Dem entsprechend verändert sich auch die Struktur der Bedürfnisse. Die existenzsichernden Primärbedürfnisse werden nicht mehr befriedigt, wenn lediglich aktuelle Mangel-, Not- und Bedrohungssituationen abgewendet werden konnten, sondern nur dann, wenn ein abgesicherter Zustand gegenüber solchen möglichen bedrohlichen Situationen in verallgemeinert-vorsorgender Weise erreicht ist. Der Kontrollbedarf des Individuums richtet sich nun darauf, an der kooperativen Vorsorge beteiligt zu sein.

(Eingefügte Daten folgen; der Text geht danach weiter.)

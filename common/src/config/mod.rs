use std::fmt::{Display, Formatter};
use std::fs::File;
use std::io::Read;
use std::path::Path;
use std::time::Duration;

use serde::{Deserialize, Serialize};

use crate::err::replica_error::ReError;

/// Server dialect. Affects GTID encoding and a handful of event types.
#[derive(Debug, Clone, Copy, PartialEq, Eq, Serialize, Deserialize)]
#[serde(rename_all = "lowercase")]
pub enum Flavor {
    MySQL,
    MariaDB,
}

impl Default for Flavor {
    fn default() -> Self {
        Flavor::MySQL
    }
}

impl Display for Flavor {
    fn fmt(&self, f: &mut Formatter<'_>) -> std::fmt::Result {
        match self {
            Flavor::MySQL => write!(f, "mysql"),
            Flavor::MariaDB => write!(f, "mariadb"),
        }
    }
}

/// Replication client configuration.
///
/// `addr` is either `host:port` or a unix socket path. `server_id` must be
/// unique among all replicas attached to the same primary.
#[derive(Debug, Clone, Serialize, Deserialize)]
#[serde(default)]
pub struct ReplicaConfig {
    pub addr: String,
    pub user: String,
    pub password: String,
    pub charset: String,
    pub flavor: Flavor,

    pub server_id: u32,

    /// Heartbeat period sent to the server, millis. 0 disables heartbeats.
    pub heartbeat_period_ms: u64,
    /// Read timeout on the replication socket, millis. 0 means no timeout.
    pub read_timeout_ms: u64,

    /// Return `BigDecimal` values instead of canonical decimal strings.
    pub use_decimal: bool,
    /// Return structured time values instead of canonical strings.
    pub parse_time: bool,
    /// Emit the sentinel string "null" for corrupt binary JSON instead of a
    /// decode error. Pre-5.7.22 servers wrote malformed JSON for some
    /// partial updates; the sentinel is not a correct value.
    pub ignore_json_decode_err: bool,

    pub semi_sync_enabled: bool,
    pub max_reconnect_attempts: usize,
    pub disable_retry_sync: bool,

    /// Regular expressions matched against `schema.table`.
    pub include_table_regex: Vec<String>,
    pub exclude_table_regex: Vec<String>,

    /// Demote missing-schema errors to warnings and drop the row event,
    /// negative-caching the miss for `unknown_table_retry_period_ms`.
    pub discard_no_meta_row_event: bool,
    pub unknown_table_retry_period_ms: u64,

    pub tls: Option<TlsConfig>,

    pub dump: DumpConfig,
}

impl Default for ReplicaConfig {
    fn default() -> Self {
        ReplicaConfig {
            addr: "127.0.0.1:3306".to_string(),
            user: "root".to_string(),
            password: "".to_string(),
            charset: "utf8mb4".to_string(),
            flavor: Flavor::MySQL,
            server_id: 0,
            heartbeat_period_ms: 60_000,
            read_timeout_ms: 90_000,
            use_decimal: false,
            parse_time: false,
            ignore_json_decode_err: false,
            semi_sync_enabled: false,
            max_reconnect_attempts: 5,
            disable_retry_sync: false,
            include_table_regex: vec![],
            exclude_table_regex: vec![],
            discard_no_meta_row_event: false,
            unknown_table_retry_period_ms: 10_000,
            tls: None,
            dump: DumpConfig::default(),
        }
    }
}

impl ReplicaConfig {
    pub fn heartbeat_period(&self) -> Duration {
        Duration::from_millis(self.heartbeat_period_ms)
    }

    pub fn read_timeout(&self) -> Option<Duration> {
        if self.read_timeout_ms == 0 {
            None
        } else {
            Some(Duration::from_millis(self.read_timeout_ms))
        }
    }

    pub fn unknown_table_retry_period(&self) -> Duration {
        Duration::from_millis(self.unknown_table_retry_period_ms)
    }

    /// Splits `addr` into (host, port). A path containing '/' is a unix
    /// socket and keeps the default port.
    pub fn host_port(&self) -> Result<(String, u16), ReError> {
        if self.addr.contains('/') {
            return Ok((self.addr.clone(), 0));
        }
        match self.addr.rsplit_once(':') {
            Some((host, port)) => {
                let port: u16 = port
                    .parse()
                    .map_err(|_| ReError::ConfigError(format!("invalid port in addr {}", self.addr)))?;
                Ok((host.to_string(), port))
            }
            None => Err(ReError::ConfigError(format!(
                "invalid MySQL address format {}, must host:port",
                self.addr
            ))),
        }
    }
}

/// TLS material for both the admin connection and the replication stream.
#[derive(Debug, Clone, Default, Serialize, Deserialize)]
#[serde(default)]
pub struct TlsConfig {
    pub root_cert_path: Option<String>,
    pub skip_domain_validation: bool,
    pub accept_invalid_certs: bool,
}

/// Optional `mysqldump` bootstrap. Disabled when `execution_path` is empty.
#[derive(Debug, Clone, Serialize, Deserialize)]
#[serde(default)]
pub struct DumpConfig {
    pub execution_path: String,

    pub databases: Vec<String>,
    /// When `tables` is non-empty, `table_db` qualifies them and
    /// `databases` is ignored.
    pub tables: Vec<String>,
    pub table_db: String,

    #[serde(rename = "where")]
    pub where_clause: String,
    pub skip_master_data: bool,
    pub max_allowed_packet_mb: usize,
    pub protocol: String,
    pub extra_options: Vec<String>,
    /// Entries are `db,table` pairs.
    pub ignore_tables: Vec<String>,
    pub discard_err: bool,
}

impl Default for DumpConfig {
    fn default() -> Self {
        DumpConfig {
            execution_path: "".to_string(),
            databases: vec![],
            tables: vec![],
            table_db: "".to_string(),
            where_clause: "".to_string(),
            skip_master_data: false,
            max_allowed_packet_mb: 0,
            protocol: "".to_string(),
            extra_options: vec![],
            ignore_tables: vec![],
            discard_err: true,
        }
    }
}

impl DumpConfig {
    pub fn enabled(&self) -> bool {
        !self.execution_path.is_empty()
    }
}

/// Load a `ReplicaConfig` from a TOML file.
pub fn read_config<P: AsRef<Path>>(path: P) -> Result<ReplicaConfig, ReError> {
    let mut file = File::open(path.as_ref())?;
    let mut s = String::new();
    file.read_to_string(&mut s)?;

    toml::from_str(s.as_str()).map_err(|e| ReError::ConfigError(e.to_string()))
}

#[cfg(test)]
mod test {
    use super::*;

    #[test]
    fn host_port_split() {
        let mut c = ReplicaConfig::default();
        assert_eq!(c.host_port().unwrap(), ("127.0.0.1".to_string(), 3306));

        c.addr = "/var/run/mysqld/mysqld.sock".to_string();
        assert_eq!(c.host_port().unwrap().1, 0);

        c.addr = "db.internal".to_string();
        assert!(c.host_port().is_err());
    }

    #[test]
    fn parse_toml() {
        let raw = r#"
            addr = "10.0.0.5:3307"
            user = "repl"
            password = "secret"
            flavor = "mariadb"
            server_id = 1001
            include_table_regex = ["shop\\..*"]

            [dump]
            execution_path = "/usr/bin/mysqldump"
            databases = ["shop"]
        "#;
        let c: ReplicaConfig = toml::from_str(raw).unwrap();
        assert_eq!(c.flavor, Flavor::MariaDB);
        assert_eq!(c.server_id, 1001);
        assert!(c.dump.enabled());
        assert_eq!(c.unknown_table_retry_period_ms, 10_000);
    }
}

Manifeste Angst tritt folglich nicht mehr angesichts aktueller Bedrohungen auf, sondern in dem Maße, wie entweder die gesamte Kooperation, die die Existenz und Bedürfnisbefriedung in verallgemeinerter Weise sicher stellt, bedroht ist, oder der Einzelne vom kooperativen Lebenszusammenhang isoliert wird.

Die neuen nun auf die Kooperation bezogenen existenzsichernden Bedürfnisse bilden den emotional regulierten Antriebsrahmen, der die Individuen in die Lage setzt, sich an der Kooperation zu beteiligen. Denn:

»Man darf keineswegs davon ausgehen, daß der Zusammenhang zwischen der Beteiligung an kooperativer Lebensgewinnung und individueller Existenzsicherung/Primärbefriedigung den Organismen/Individuen von Anfang an ›bewußt‹ war, und sie deshalb, quasi aus ›Einsicht‹, sich an kooperativen Aktivitäten beteiligten. ›Bewußtsein‹ ist … ein Resultat der Entwicklung zur gesellschaftlichen Lebensgewinnungsform …, kann also nicht schon als Voraussetzung für diese Entwicklung hypostasiert werden …« (216f)

Unter der Dominanz der Phylogenese setzen sich nach wie vor solche neuen Entwicklungen durch, die im Effekt biotisch funktional sind, der Art also einen Selektionsvorteil verschaffen. Kooperation, Schaffung und Nutzung von Arbeitsmitteln und auf die Beteiligung an der kooperativen Vorsorge ausgerichtete Bedürfnisse sind alles evolutionäre Entwicklungen, die sich im Überlebenskampf als förderlich erwiesen haben und deshalb zur Grundlage der weiteren Entwicklungschritte wurden.